Information supplied:

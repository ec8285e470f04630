//! User Storage
//! Mission: Store admin accounts in SQLite and verify their credentials

use crate::auth::models::{User, UserRole};
use anyhow::{Context, Result};
use bcrypt::{hash, verify, DEFAULT_COST};
use chrono::Utc;
use rusqlite::{params, Connection};
use tracing::{info, warn};

/// User storage with SQLite backend.
///
/// Accounts are created only out-of-band (schema seed or operator task),
/// never through the HTTP API.
pub struct UserStore {
    db_path: String,
}

impl UserStore {
    /// Create a new user store and initialize the schema.
    pub fn new(db_path: &str, default_admin_password: &str) -> Result<Self> {
        let store = Self {
            db_path: db_path.to_string(),
        };
        store.init_db(default_admin_password)?;
        Ok(store)
    }

    fn init_db(&self, default_admin_password: &str) -> Result<()> {
        let conn = Connection::open(&self.db_path)?;

        conn.execute(
            "CREATE TABLE IF NOT EXISTS users (
                id INTEGER PRIMARY KEY AUTOINCREMENT,
                username TEXT UNIQUE NOT NULL,
                password_hash TEXT NOT NULL,
                role TEXT NOT NULL DEFAULT 'admin',
                created_at TEXT NOT NULL
            )",
            [],
        )?;

        self.seed_default_admin(&conn, default_admin_password)?;

        Ok(())
    }

    /// Seed the default admin account for initial panel access.
    fn seed_default_admin(&self, conn: &Connection, password: &str) -> Result<()> {
        let count: i64 = conn
            .query_row(
                "SELECT COUNT(*) FROM users WHERE role = 'admin'",
                [],
                |row| row.get(0),
            )
            .context("Failed to check for admin users")?;

        if count == 0 {
            let password_hash = hash(password, DEFAULT_COST).context("Failed to hash password")?;

            conn.execute(
                "INSERT INTO users (username, password_hash, role, created_at)
                 VALUES (?1, ?2, ?3, ?4)",
                params![
                    "admin",
                    password_hash,
                    UserRole::Admin.as_str(),
                    Utc::now().to_rfc3339(),
                ],
            )
            .context("Failed to insert default admin")?;

            info!("🔐 Default admin account created (username: admin)");
            warn!("⚠️  CHANGE THE DEFAULT ADMIN PASSWORD IN PRODUCTION!");
        }

        Ok(())
    }

    /// Get a user by exact, case-sensitive username.
    pub fn get_by_username(&self, username: &str) -> Result<Option<User>> {
        let conn = Connection::open(&self.db_path)?;

        let mut stmt = conn.prepare(
            "SELECT id, username, password_hash, role, created_at
             FROM users WHERE username = ?1",
        )?;

        let user_result = stmt.query_row(params![username], |row| {
            let role_str: String = row.get(3)?;
            Ok(User {
                id: row.get(0)?,
                username: row.get(1)?,
                password_hash: row.get(2)?,
                role: UserRole::from_str(&role_str).unwrap_or(UserRole::Editor),
                created_at: row.get(4)?,
            })
        });

        match user_result {
            Ok(user) => Ok(Some(user)),
            Err(rusqlite::Error::QueryReturnedNoRows) => Ok(None),
            Err(e) => Err(e.into()),
        }
    }

    /// Verify a username/password pair.
    ///
    /// Returns `None` uniformly for an unknown username and a wrong
    /// password, so callers cannot leak which usernames exist. The bcrypt
    /// comparison is CPU-bound; run this on the blocking pool from async
    /// contexts.
    pub fn verify_credentials(&self, username: &str, password: &str) -> Result<Option<User>> {
        let Some(user) = self.get_by_username(username)? else {
            return Ok(None);
        };

        let valid =
            verify(password, &user.password_hash).context("Failed to verify password hash")?;

        Ok(valid.then_some(user))
    }

    /// Create a user (seed/migration path only; not exposed over HTTP).
    pub fn create_user(&self, username: &str, password: &str, role: UserRole) -> Result<User> {
        let password_hash = hash(password, DEFAULT_COST).context("Failed to hash password")?;
        let created_at = Utc::now().to_rfc3339();

        let conn = Connection::open(&self.db_path)?;
        conn.execute(
            "INSERT INTO users (username, password_hash, role, created_at)
             VALUES (?1, ?2, ?3, ?4)",
            params![username, password_hash, role.as_str(), created_at],
        )
        .context("Failed to insert user")?;

        let user = User {
            id: conn.last_insert_rowid(),
            username: username.to_string(),
            password_hash,
            role,
            created_at,
        };

        info!("✅ Created user: {} ({})", user.username, user.role.as_str());

        Ok(user)
    }
}

#[cfg(test)]
mod tests {
    use super::*;
    use tempfile::NamedTempFile;

    fn create_test_store() -> (UserStore, NamedTempFile) {
        let temp_file = NamedTempFile::new().unwrap();
        let db_path = temp_file.path().to_str().unwrap();
        let store = UserStore::new(db_path, "admin123").unwrap();
        (store, temp_file)
    }

    #[test]
    fn test_default_admin_seeded() {
        let (store, _temp) = create_test_store();

        let admin = store.get_by_username("admin").unwrap();
        assert!(admin.is_some());

        let admin = admin.unwrap();
        assert_eq!(admin.username, "admin");
        assert_eq!(admin.role, UserRole::Admin);
    }

    #[test]
    fn test_verify_credentials() {
        let (store, _temp) = create_test_store();

        let user = store.verify_credentials("admin", "admin123").unwrap();
        assert!(user.is_some());
        assert_eq!(user.unwrap().username, "admin");

        // Wrong password and unknown username are indistinguishable
        assert!(store
            .verify_credentials("admin", "wrongpassword")
            .unwrap()
            .is_none());
        assert!(store
            .verify_credentials("nonexistent", "admin123")
            .unwrap()
            .is_none());
    }

    #[test]
    fn test_username_lookup_is_case_sensitive() {
        let (store, _temp) = create_test_store();

        assert!(store.get_by_username("admin").unwrap().is_some());
        assert!(store.get_by_username("Admin").unwrap().is_none());
    }

    #[test]
    fn test_create_and_retrieve_user() {
        let (store, _temp) = create_test_store();

        let created = store
            .create_user("alaa", "alzughabi1", UserRole::Admin)
            .unwrap();
        assert_eq!(created.username, "alaa");
        assert!(created.id > 0);

        let fetched = store.get_by_username("alaa").unwrap().unwrap();
        assert_eq!(fetched.id, created.id);
        assert_eq!(fetched.role, UserRole::Admin);

        assert!(store
            .verify_credentials("alaa", "alzughabi1")
            .unwrap()
            .is_some());
    }

    #[test]
    fn test_duplicate_username_rejected() {
        let (store, _temp) = create_test_store();

        store
            .create_user("editor1", "password1", UserRole::Editor)
            .unwrap();
        assert!(store
            .create_user("editor1", "password2", UserRole::Editor)
            .is_err());
    }
}
//! Audit Trail API Endpoints
//! Mission: Query and export the audit trail for the admin panel

use crate::audit::{csv::export_csv, models::AuditEntry, store::AuditQuery};
use crate::routes::{ApiError, AppState};
use axum::{
    extract::{Query, State},
    http::header,
    response::{IntoResponse, Response},
    Json,
};
use serde::Deserialize;

#[derive(Debug, Deserialize)]
pub struct AuditQueryParams {
    /// Limit number of results
    limit: Option<i64>,
    /// Filter by exact action (LOGIN, DELETE, ...)
    action: Option<String>,
    /// Filter by exact performer
    user: Option<String>,
    /// Case-insensitive substring across action, details, performer
    search: Option<String>,
}

impl AuditQueryParams {
    fn into_query(self, default_limit: i64, cap: i64) -> AuditQuery {
        AuditQuery {
            limit: self.limit.unwrap_or(default_limit).clamp(1, cap),
            action: self.action.filter(|s| !s.is_empty()),
            user: self.user.filter(|s| !s.is_empty()),
            search: self.search.filter(|s| !s.is_empty()),
        }
    }
}

/// Recent audit entries - GET /api/audit
pub async fn list_audit_logs(
    State(state): State<AppState>,
    Query(params): Query<AuditQueryParams>,
) -> Result<Json<Vec<AuditEntry>>, ApiError> {
    let entries = state.audit.query(&params.into_query(50, 500))?;
    Ok(Json(entries))
}

/// CSV export of the trail - GET /api/audit/export
pub async fn export_audit_logs(
    State(state): State<AppState>,
    Query(params): Query<AuditQueryParams>,
) -> Result<Response, ApiError> {
    let entries = state.audit.query(&params.into_query(1000, 10_000))?;
    let csv = export_csv(&entries);

    Ok((
        [
            (header::CONTENT_TYPE, "text/csv; charset=utf-8"),
            (
                header::CONTENT_DISPOSITION,
                "attachment; filename=\"audit_logs.csv\"",
            ),
        ],
        csv,
    )
        .into_response())
}
//! Router Assembly
//! Mission: Wire every endpoint to its guard, limiter, and handlers

use crate::{
    audit::{api as audit_api, AuditLog},
    auth::{api as auth_api, middleware as auth_guard, JwtHandler, UserStore},
    config::Config,
    content::{activities, news, sections, whatsapp, ContentStore},
    middleware::{rate_limit_middleware, request_logging, RateLimiter},
    pages, upload,
};
use axum::{
    extract::DefaultBodyLimit,
    http::StatusCode,
    middleware::{from_fn, from_fn_with_state},
    response::{IntoResponse, Response},
    routing::{delete, get, post, put},
    Json, Router,
};
use serde_json::json;
use std::sync::Arc;
use tower_http::{cors::CorsLayer, services::ServeDir};

/// Shared application state
#[derive(Clone)]
pub struct AppState {
    pub user_store: Arc<UserStore>,
    pub jwt: Arc<JwtHandler>,
    pub audit: AuditLog,
    pub content: Arc<ContentStore>,
    pub config: Arc<Config>,
}

/// Create the full application router.
///
/// The two rate limiters are passed in rather than constructed here so
/// callers (and tests) control their policies and lifetimes.
pub fn create_router(
    state: AppState,
    login_limiter: RateLimiter,
    api_limiter: RateLimiter,
) -> Router {
    let public_api = Router::new()
        .route("/api/health", get(health_check))
        .route("/api/auth/verify", get(auth_api::verify))
        .route("/api/auth/logout", post(auth_api::logout))
        .route("/api/news", get(news::list_news))
        .route("/api/news/:id", get(news::get_news))
        .route("/api/sections", get(sections::list_sections))
        .route("/api/sections/:id", get(sections::get_section))
        .route("/api/activities", get(activities::list_activities))
        .route("/api/activities/:id", get(activities::get_activity))
        .route("/api/whatsapp", get(whatsapp::list_posts));

    // Login gets its own, stricter limiter on top of the general one
    let login_api = Router::new()
        .route("/api/auth/login", post(auth_api::login))
        .route_layer(from_fn_with_state(login_limiter, rate_limit_middleware));

    let admin_api = Router::new()
        .route("/api/news", post(news::create_news))
        .route(
            "/api/news/:id",
            put(news::update_news).delete(news::delete_news),
        )
        .route("/api/news/sync/whatsapp", post(news::sync_whatsapp))
        .route("/api/sections/:id", put(sections::update_section))
        .route("/api/activities", post(activities::create_activity))
        .route(
            "/api/activities/:id",
            put(activities::update_activity).delete(activities::delete_activity),
        )
        .route("/api/whatsapp", post(whatsapp::create_post))
        .route("/api/whatsapp/:id", delete(whatsapp::delete_post))
        .route("/api/audit", get(audit_api::list_audit_logs))
        .route("/api/audit/export", get(audit_api::export_audit_logs))
        .route("/api/upload", post(upload::upload_image))
        .route_layer(from_fn_with_state(
            state.jwt.clone(),
            auth_guard::require_admin_api,
        ))
        .layer(DefaultBodyLimit::max(upload::MAX_UPLOAD_BYTES));

    // Admin panel pages: everything except the login page redirects
    // anonymous visitors to it
    let guarded_pages = Router::new()
        .route("/admin", get(pages::admin_dashboard))
        .route("/admin/*path", get(pages::admin_dashboard))
        .route_layer(from_fn_with_state(
            state.jwt.clone(),
            auth_guard::require_admin_page,
        ));
    let admin_pages = Router::new()
        .route("/admin/login", get(pages::admin_login))
        .merge(guarded_pages);

    let limited = Router::new()
        .merge(public_api)
        .merge(login_api)
        .merge(admin_api)
        .merge(admin_pages)
        .layer(from_fn_with_state(api_limiter, rate_limit_middleware));

    Router::new()
        .merge(limited)
        .nest_service("/uploads", ServeDir::new(&state.config.upload_dir))
        .fallback_service(ServeDir::new(&state.config.static_dir))
        .layer(from_fn(request_logging))
        .layer(CorsLayer::permissive())
        .with_state(state)
}

/// Health check endpoint
async fn health_check() -> Json<serde_json::Value> {
    Json(json!({
        "status": "ok",
        "message": "Al-Sadiqoon API is running",
    }))
}

// ===== Error Handling =====

/// Response error for the data routes.
#[derive(Debug)]
pub enum ApiError {
    Database(anyhow::Error),
    NotFound(String),
    BadRequest(String),
}

impl From<anyhow::Error> for ApiError {
    fn from(err: anyhow::Error) -> Self {
        ApiError::Database(err)
    }
}

impl IntoResponse for ApiError {
    fn into_response(self) -> Response {
        let (status, message) = match &self {
            ApiError::Database(err) => {
                // Internal detail stays in the server log
                tracing::error!("Database error: {:#}", err);
                (
                    StatusCode::INTERNAL_SERVER_ERROR,
                    "Internal server error".to_string(),
                )
            }
            ApiError::NotFound(msg) => (StatusCode::NOT_FOUND, msg.clone()),
            ApiError::BadRequest(msg) => (StatusCode::BAD_REQUEST, msg.clone()),
        };

        (status, Json(json!({ "error": message }))).into_response()
    }
}
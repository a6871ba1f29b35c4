// ABOUTME: Domain service layer orchestrating the matching pipeline and generation fallback
// ABOUTME: Protocol-agnostic services reusable by the CLI or any future front end
//
// SPDX-License-Identifier: MIT OR Apache-2.0
// Copyright (c) 2026 Pantry Chef Contributors

//! Domain service layer

/// Catalog ranking with fallback to LLM generation
pub mod recommendation;

pub use recommendation::{
    NoMatchReason, Recommendation, RecommendationReport, RecommendationRequest,
    RecommendationService, ScoredCandidate,
};
// ABOUTME: Recommend command for pantry-cli
// ABOUTME: Builds the recommendation service from configuration and prints the outcome
//
// SPDX-License-Identifier: MIT OR Apache-2.0
// Copyright (c) 2026 Pantry Chef Contributors

use std::path::PathBuf;

use pantry_chef::config::RecommenderConfig;
use pantry_chef::errors::AppResult;
use pantry_chef::services::{RecommendationRequest, RecommendationService};
use tracing::info;

use crate::helpers::display::{display_report, print_json};

/// Flags of the `recommend` command
pub struct RecommendOptions {
    pub ingredients: String,
    pub meal_type: String,
    pub cuisine: String,
    pub time: u32,
    pub catalog: Option<PathBuf>,
    pub top: Option<usize>,
    pub min_overlap: Option<f64>,
    pub no_generate: bool,
    pub json: bool,
}

/// Run one recommendation request
pub async fn run(options: RecommendOptions) -> AppResult<()> {
    let mut config = RecommenderConfig::from_env()?;
    if options.catalog.is_some() {
        config.catalog_path = options.catalog;
    }
    if options.no_generate {
        config.generation.enabled = false;
    }

    let service = RecommendationService::from_config(&config).await?;
    info!(
        catalog_size = service.catalog().len(),
        generation = service.has_generator(),
        "Recommendation service ready"
    );

    let mut request = RecommendationRequest::new(
        options.ingredients,
        options.meal_type,
        options.cuisine,
        options.time,
    );
    request.top_n = options.top;
    request.min_overlap = options.min_overlap;

    let report = service.recommend(&request).await?;
    if options.json {
        print_json(&report)?;
    } else {
        display_report(&report);
    }
    Ok(())
}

Task brief: Where a line of the entries contains "AppState", report that line.

Answer for this exercise:
use crate::routes::{ApiError, AppState};
    State(state): State<AppState>,
    State(state): State<AppState>,
pub struct AppState {
    state: AppState,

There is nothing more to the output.